Cimi protesta contra transferência de demarcação de terras para o Congresso
As propostas de emenda à Constituição (PECs) que transferem a responsabilidade da demarcação de terras indígenas do Executivo para o Congresso Nacional foram duramente criticadas nesta segunda-feira (2) em debate no Senado. Índios e representantes de comunidades indígenas acusaram a bancada ruralista de ser a principal patrocinadora dessas iniciativas.
Durante audiência pública na Comissão de Direitos Humanos e Legislação Participativa do Senado (CDH), o secretário-executivo do Conselho Indigenista Missionário (Cimi), Cleber Buzatto, disse que as propostas “criam ainda mais obstáculos ao reconhecimento e à demarcação de terras indígenas, haja visto o grande poder da bancada ruralista no Congresso”. Além disso, ele argumenta que as PECs são inconstitucionais, pois prejudicariam o equilíbrio entre os poderes. O Cimi é vinculado à Conferência Nacional dos Bispos do Brasil (CNBB).
O principal alvo dos protestos é a PEC 215/00, que “inclui entre as competências exclusivas do Congresso Nacional a aprovação de demarcação das terras tradicionalmente ocupadas pelos índios e a ratificação das demarcações já homologadas”. Essa proposta tramita na Câmara em conjunto com outras 11 matérias que também tratam da demarcação de terras.

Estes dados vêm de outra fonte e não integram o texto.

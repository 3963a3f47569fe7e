use thiserror::Error;
use uuid::Uuid;

#[derive(Debug, Error)]
pub enum StorageError {
    #[error("report not found: {id}")]
    NotFound { id: Uuid },

    #[error("I/O error on {path}: {source}")]
    Io {
        path: String,
        #[source]
        source: std::io::Error,
    },

    #[error("serialization error: {0}")]
    Serialization(#[from] serde_json::Error),
}

impl StorageError {
    pub(crate) fn io(path: &std::path::Path, source: std::io::Error) -> Self {
        StorageError::Io {
            path: path.display().to_string(),
            source,
        }
    }
}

Outra proposta criticada é a PEC 38/99, que apresenta teor semelhante: a proposta transfere do Executivo para o Senado – e não para o Congresso – a responsabilidade de aprovar a demarcação das terras indígenas. Essa matéria tramita no Senado.
Ao repetir que tais iniciativas prejudicam o processo de demarcação, Cleber Buzatto disse que a morosidade nesse processo contribui para a violência no campo, especialmente para os conflitos de terras entre índios, de um lado, e fazendeiros e outros ocupantes, de outro.

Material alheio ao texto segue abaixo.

use std::collections::HashSet;
use std::fmt;

use laudo_core::models::finding::{Category, FindingDefinition};
use laudo_core::models::narrative::NarrativeRequest;
use laudo_core::models::report::ReportHeader;
use laudo_core::models::selection::Laterality;
use laudo_knowledge::KnowledgeBase;
use laudo_knowledge::guidance::NO_ALTERATIONS_CONCLUSION;
use serde::Serialize;
use tracing::{debug, info};

use crate::error::EngineError;
use crate::store::FindingStateStore;

/// Findings line used when nothing at all was selected.
pub const NO_FINDINGS_LINE: &str = "Não foram descritos achados específicos.";

pub const DOCTOR_NAME_PLACEHOLDER: &str = "[Nome do Médico]";
pub const DOCTOR_CRM_PLACEHOLDER: &str = "[CRM do Médico]";
pub const PATIENT_NAME_PLACEHOLDER: &str = "[Nome do Paciente]";
pub const BIRTH_DATE_PLACEHOLDER: &str = "[DD/MM/AAAA]";
pub const GENDER_PLACEHOLDER: &str = "[Gênero]";
pub const EXAM_TYPE_PLACEHOLDER: &str = "[Tipo de Exame]";

/// The structured result of report assembly.
///
/// `findings`, `conclusions` and `guidance` are never empty for an assembled
/// report; conclusions and guidance hold no duplicates.
#[derive(Debug, Clone, PartialEq, Eq, Serialize)]
pub struct AssembledReport {
    pub header: ReportHeader,
    pub exam_type: Option<String>,
    pub technique: Option<String>,
    pub findings: Vec<String>,
    pub conclusions: Vec<String>,
    pub guidance: Vec<String>,
}

/// Turns a selection into report text. Read-only over both the knowledge
/// base and the store, so assembling twice yields identical output.
pub struct ReportAssembler<'kb> {
    kb: &'kb KnowledgeBase,
}

impl<'kb> ReportAssembler<'kb> {
    pub fn new(kb: &'kb KnowledgeBase) -> Self {
        Self { kb }
    }

    pub fn assemble(
        &self,
        exam_type: Option<&str>,
        header: &ReportHeader,
        store: &FindingStateStore,
    ) -> Result<AssembledReport, EngineError> {
        let mut findings = Vec::new();
        let mut conclusions = OrderedSet::default();

        let (exam_name, technique) = match exam_type {
            Some(name) => {
                let exam = self.kb.exam(name)?;
                for category in exam.categories() {
                    assemble_category(category, store, &mut findings, &mut conclusions);
                }
                (Some(exam.name().to_string()), Some(exam.technique().to_string()))
            }
            None => (None, None),
        };

        if findings.is_empty() {
            findings.push(NO_FINDINGS_LINE.to_string());
            conclusions.insert(NO_ALTERATIONS_CONCLUSION);
        }
        if conclusions.is_empty() {
            conclusions.insert(NO_ALTERATIONS_CONCLUSION);
        }

        let mut guidance = OrderedSet::default();
        for conclusion in conclusions.iter() {
            if let Some(text) = self.kb.guidance_for(conclusion) {
                guidance.insert(text);
            }
        }
        if guidance.is_empty()
            && let Some(text) = self.kb.guidance_for(NO_ALTERATIONS_CONCLUSION)
        {
            guidance.insert(text);
        }

        info!(
            exam_type = exam_name.as_deref().unwrap_or("-"),
            findings = findings.len(),
            conclusions = conclusions.len(),
            guidance = guidance.len(),
            "report assembled"
        );

        Ok(AssembledReport {
            header: header.clone(),
            exam_type: exam_name,
            technique,
            findings,
            conclusions: conclusions.into_vec(),
            guidance: guidance.into_vec(),
        })
    }
}

fn assemble_category(
    category: &Category,
    store: &FindingStateStore,
    findings: &mut Vec<String>,
    conclusions: &mut OrderedSet,
) {
    let mut altered = false;

    for definition in category.findings.iter().filter(|f| !f.is_normal_variant) {
        let state = store.get(&definition.id);
        if !state.is_checked {
            continue;
        }
        if definition.has_quantity {
            // Zero instances (quantity blank or invalid): nothing to report yet.
            if state.instances.is_empty() {
                debug!(finding = %definition.id, "multi-occurrence finding has no instances, skipped");
                continue;
            }
            for instance in &state.instances {
                findings.push(finding_line(definition, &instance.size, instance.laterality));
            }
        } else {
            findings.push(finding_line(definition, &state.size, state.laterality));
        }
        altered = true;

        if let Some(conclusion) = &definition.conclusion_text {
            conclusions.insert(conclusion);
        }
    }

    if altered {
        return;
    }

    if let Some(normal) = category.normal_variant()
        && store.is_checked(&normal.id)
    {
        findings.push(category.default_normal_text.clone());
        conclusions.insert(normal.conclusion_text.as_deref().unwrap_or(NO_ALTERATIONS_CONCLUSION));
    }
}

/// `altered_text`, optionally followed by `(Direito, Tamanho: 8 mm)`.
fn finding_line(definition: &FindingDefinition, size: &str, laterality: Option<Laterality>) -> String {
    let mut qualifiers = Vec::new();
    if let Some(side) = laterality {
        qualifiers.push(side.label().to_string());
    }
    let size = size.trim();
    if definition.requires_size && !size.is_empty() {
        qualifiers.push(format!("Tamanho: {size} mm"));
    }

    if qualifiers.is_empty() {
        definition.altered_text.clone()
    } else {
        format!("{} ({})", definition.altered_text, qualifiers.join(", "))
    }
}

/// Insertion-ordered set of strings; first occurrence wins.
#[derive(Default)]
struct OrderedSet {
    items: Vec<String>,
    seen: HashSet<String>,
}

impl OrderedSet {
    fn insert(&mut self, value: &str) {
        if self.seen.insert(value.to_string()) {
            self.items.push(value.to_string());
        }
    }

    fn iter(&self) -> impl Iterator<Item = &str> {
        self.items.iter().map(String::as_str)
    }

    fn is_empty(&self) -> bool {
        self.items.is_empty()
    }

    fn len(&self) -> usize {
        self.items.len()
    }

    fn into_vec(self) -> Vec<String> {
        self.items
    }
}

fn or_placeholder<'a>(value: &'a str, placeholder: &'a str) -> &'a str {
    if value.trim().is_empty() { placeholder } else { value }
}

impl AssembledReport {
    /// Plain-text report in the fixed section layout.
    pub fn render_text(&self) -> String {
        self.to_string()
    }

    /// Exam type as printed, falling back to its placeholder.
    pub fn exam_type_label(&self) -> &str {
        self.exam_type.as_deref().unwrap_or(EXAM_TYPE_PLACEHOLDER)
    }

    /// Header with blank fields replaced by their placeholders.
    pub fn display_header(&self) -> ReportHeader {
        let h = &self.header;
        ReportHeader {
            doctor_name: or_placeholder(&h.doctor_name, DOCTOR_NAME_PLACEHOLDER).to_string(),
            doctor_crm: or_placeholder(&h.doctor_crm, DOCTOR_CRM_PLACEHOLDER).to_string(),
            patient_name: or_placeholder(&h.patient_name, PATIENT_NAME_PLACEHOLDER).to_string(),
            patient_birth_date: or_placeholder(&h.patient_birth_date, BIRTH_DATE_PLACEHOLDER)
                .to_string(),
            patient_gender: or_placeholder(&h.patient_gender, GENDER_PLACEHOLDER).to_string(),
        }
    }

    /// Build the input for a narrative generator from this report.
    pub fn narrative_request(&self, age: Option<u32>, clinical_indication: Option<String>) -> NarrativeRequest {
        let gender = self.header.patient_gender.trim();
        NarrativeRequest {
            exam_type: self.exam_type_label().to_string(),
            patient_name: or_placeholder(&self.header.patient_name, PATIENT_NAME_PLACEHOLDER).to_string(),
            age,
            gender: (!gender.is_empty()).then(|| gender.to_string()),
            clinical_indication,
            findings: self.findings.clone(),
        }
    }

    pub(crate) fn write_header(&self, f: &mut impl fmt::Write) -> fmt::Result {
        let h = self.display_header();
        writeln!(f, "LAUDO DE ULTRASSOM")?;
        writeln!(f)?;
        writeln!(f, "MÉDICO RESPONSÁVEL:")?;
        writeln!(f, "Nome: {}", h.doctor_name)?;
        writeln!(f, "CRM: {}", h.doctor_crm)?;
        writeln!(f)?;
        writeln!(f, "DADOS DO PACIENTE:")?;
        writeln!(f, "Nome: {}", h.patient_name)?;
        writeln!(f, "Data de Nascimento: {}", h.patient_birth_date)?;
        writeln!(f, "Gênero: {}", h.patient_gender)?;
        writeln!(f)?;
        writeln!(f, "EXAME:")?;
        writeln!(f, "Tipo de Exame: {}", self.exam_type_label())?;
        if let Some(technique) = &self.technique {
            writeln!(f, "Técnica: {technique}")?;
        }
        Ok(())
    }

    pub(crate) fn write_guidance(&self, f: &mut impl fmt::Write) -> fmt::Result {
        if self.guidance.is_empty() {
            return Ok(());
        }
        writeln!(f)?;
        writeln!(f, "ORIENTAÇÕES:")?;
        for line in &self.guidance {
            writeln!(f, "- {line}")?;
        }
        Ok(())
    }
}

impl fmt::Display for AssembledReport {
    fn fmt(&self, f: &mut fmt::Formatter<'_>) -> fmt::Result {
        self.write_header(f)?;
        writeln!(f)?;
        writeln!(f, "ACHADOS:")?;
        for line in &self.findings {
            writeln!(f, "{line}")?;
        }
        writeln!(f)?;
        writeln!(f, "CONCLUSÃO:")?;
        for line in &self.conclusions {
            writeln!(f, "- {line}")?;
        }
        self.write_guidance(f)
    }
}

Segundo Gercino da Silva Filho, presidente da Comissão Nacional de Combate à Violência no Campo, vinculada ao governo federal, entre as principais causas da violência no campo (e não somente aquela praticada contra os índios, mas também contra trabalhadores rurais) estão a presença de pistoleiros nas fazendas, os despejos sem ordens judiciais e a grilagem de terras – que é a apropriação indevida de áreas públicas por meio da falsificação de documentos.
Fronteira agrícola
Para o senador João Capiberibe (PSB-AP), que solicitou a audiência desta segunda-feira, essa violência é resultado da ausência do Estado. Ele advertiu que, “onde não existe Estado, alguém exerce o poder em seu lugar, resultando na lei do mais forte”.
- É assim em muitas favelas do Rio de Janeiro, é assim no campo. Vira faroeste – exemplificou.
Ao destacar que os assassinatos no meio rural são uma constante, o senador lembrou da morte de Chico Mendes, em 1988, e da irmã Dorothy Stang, em 2005.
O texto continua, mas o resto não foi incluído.